• YOUR GOAL
Search through the entries for the word "must" and copy every line that has it.

• DATA EXCERPTS
use std::env;
use std::str::FromStr;

use anyhow::{bail, Context};

use crate::services::cortisol::CortisolParams;

#[derive(Debug, Clone)]
pub struct Config {
    pub database_url: String,
    pub host: String,
    pub port: u16,
    pub app_env: String,
    pub cors_origins: Vec<String>,

    pub jwt_secret: String,
    pub jwt_ttl_secs: i64,

    pub rate_limit_max: u32,
    pub rate_limit_window_secs: u64,
    pub auth_rate_limit_max: u32,
    pub auth_rate_limit_window_secs: u64,

    pub cortisol: CortisolParams,
}

impl Config {
    pub fn from_env() -> anyhow::Result<Self> {
        let cortisol = CortisolParams {
            baseline: parse_or("CORTISOL_BASELINE", 5.0)?,
            activity_weight: parse_or("CORTISOL_ACTIVITY_WEIGHT", 0.3)?,
            jitter: parse_or("CORTISOL_JITTER", 0.5)?,
            min: parse_or("CORTISOL_MIN", 2.0)?,
            max: parse_or("CORTISOL_MAX", 8.0)?,
        };
        check_cortisol(&cortisol)?;

        Ok(Self {
            database_url: env::var("DATABASE_URL").context("DATABASE_URL must be set")?,
            host: env::var("HOST").unwrap_or_else(|_| "0.0.0.0".into()),
            port: parse_or("PORT", 3000)?,
            app_env: env::var("APP_ENV").unwrap_or_else(|_| "development".into()),
            cors_origins: env::var("CORS_ORIGINS")
                .map(|v| {
                    v.split(',')
                        .map(|o| o.trim().to_string())
                        .filter(|o| !o.is_empty())
                        .collect()
                })
                .unwrap_or_default(),

            jwt_secret: env::var("JWT_SECRET").context("JWT_SECRET must be set")?,
            jwt_ttl_secs: parse_or("JWT_TTL_SECS", 30 * 24 * 3600)?,

            rate_limit_max: parse_or("RATE_LIMIT_MAX", 100)?,
            rate_limit_window_secs: parse_or("RATE_LIMIT_WINDOW_SECS", 15 * 60)?,
            auth_rate_limit_max: parse_or("AUTH_RATE_LIMIT_MAX", 5)?,
            auth_rate_limit_window_secs: parse_or("AUTH_RATE_LIMIT_WINDOW_SECS", 60)?,

            cortisol,
        })
    }

    pub fn listen_addr(&self) -> String {
        format!("{}:{}", self.host, self.port)
    }

    pub fn is_development(&self) -> bool {
        self.app_env == "development"
    }
}

/// The synthesizer clamps and samples with these, so they must be finite and ordered.
fn check_cortisol(params: &CortisolParams) -> anyhow::Result<()> {
    let fields = [
        ("CORTISOL_BASELINE", params.baseline),
        ("CORTISOL_ACTIVITY_WEIGHT", params.activity_weight),
        ("CORTISOL_JITTER", params.jitter),
        ("CORTISOL_MIN", params.min),
        ("CORTISOL_MAX", params.max),
    ];
    for (key, value) in fields {
        if !value.is_finite() {
            bail!("{} must be a finite number", key);
        }
    }
    if params.min > params.max {
        bail!("CORTISOL_MIN must not exceed CORTISOL_MAX");
    }
    if params.jitter < 0.0 {
        bail!("CORTISOL_JITTER must be non-negative");
    }
    Ok(())
}

fn parse_or<T>(key: &str, default: T) -> anyhow::Result<T>
where
    T: FromStr,
    T::Err: std::fmt::Display,
{
    match env::var(key) {
        Ok(raw) => raw
            .trim()
            .parse()
            .map_err(|e| anyhow::anyhow!("{} must be a valid value: {}", key, e)),
        Err(_) => Ok(default),
    }
}

#[cfg(test)]
impl Config {
    /// Config for router tests; never touches the environment.
    pub fn for_tests() -> Self {
        Self {
            database_url: "postgres://localhost/waicalm_test".into(),
            host: "127.0.0.1".into(),
            port: 0,
            app_env: "test".into(),
            cors_origins: Vec::new(),
            jwt_secret: "test-secret".into(),
            jwt_ttl_secs: 3600,
            rate_limit_max: 100,
            rate_limit_window_secs: 900,
            auth_rate_limit_max: 5,
            auth_rate_limit_window_secs: 60,
            cortisol: CortisolParams::default(),
        }
    }
}
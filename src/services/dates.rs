//! Calendar-day bucketing shared by the stats and cortisol services.
//!
//! Days are UTC calendar dates: a timestamp belongs to the day obtained by
//! truncating its UTC time to midnight.

use chrono::{DateTime, Duration, NaiveDate, Utc};

pub fn day_key(ts: DateTime<Utc>) -> NaiveDate {
    ts.date_naive()
}

pub fn format_day(day: NaiveDate) -> String {
    day.format("%Y-%m-%d").to_string()
}

/// Every calendar day from `start` to `end`, both inclusive. Empty when `start > end`.
pub fn days_inclusive(start: NaiveDate, end: NaiveDate) -> impl Iterator<Item = NaiveDate> {
    let len = if start > end {
        0
    } else {
        (end - start).num_days() + 1
    };
    (0..len).map(move |offset| start + Duration::days(offset))
}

• WRITTEN RESPONSE
            database_url: env::var("DATABASE_URL").context("DATABASE_URL must be set")?,
            jwt_secret: env::var("JWT_SECRET").context("JWT_SECRET must be set")?,
/// The synthesizer clamps and samples with these, so they must be finite and ordered.
            bail!("{} must be a finite number", key);
        bail!("CORTISOL_MIN must not exceed CORTISOL_MAX");
        bail!("CORTISOL_JITTER must be non-negative");
            .map_err(|e| anyhow::anyhow!("{} must be a valid value: {}", key, e)),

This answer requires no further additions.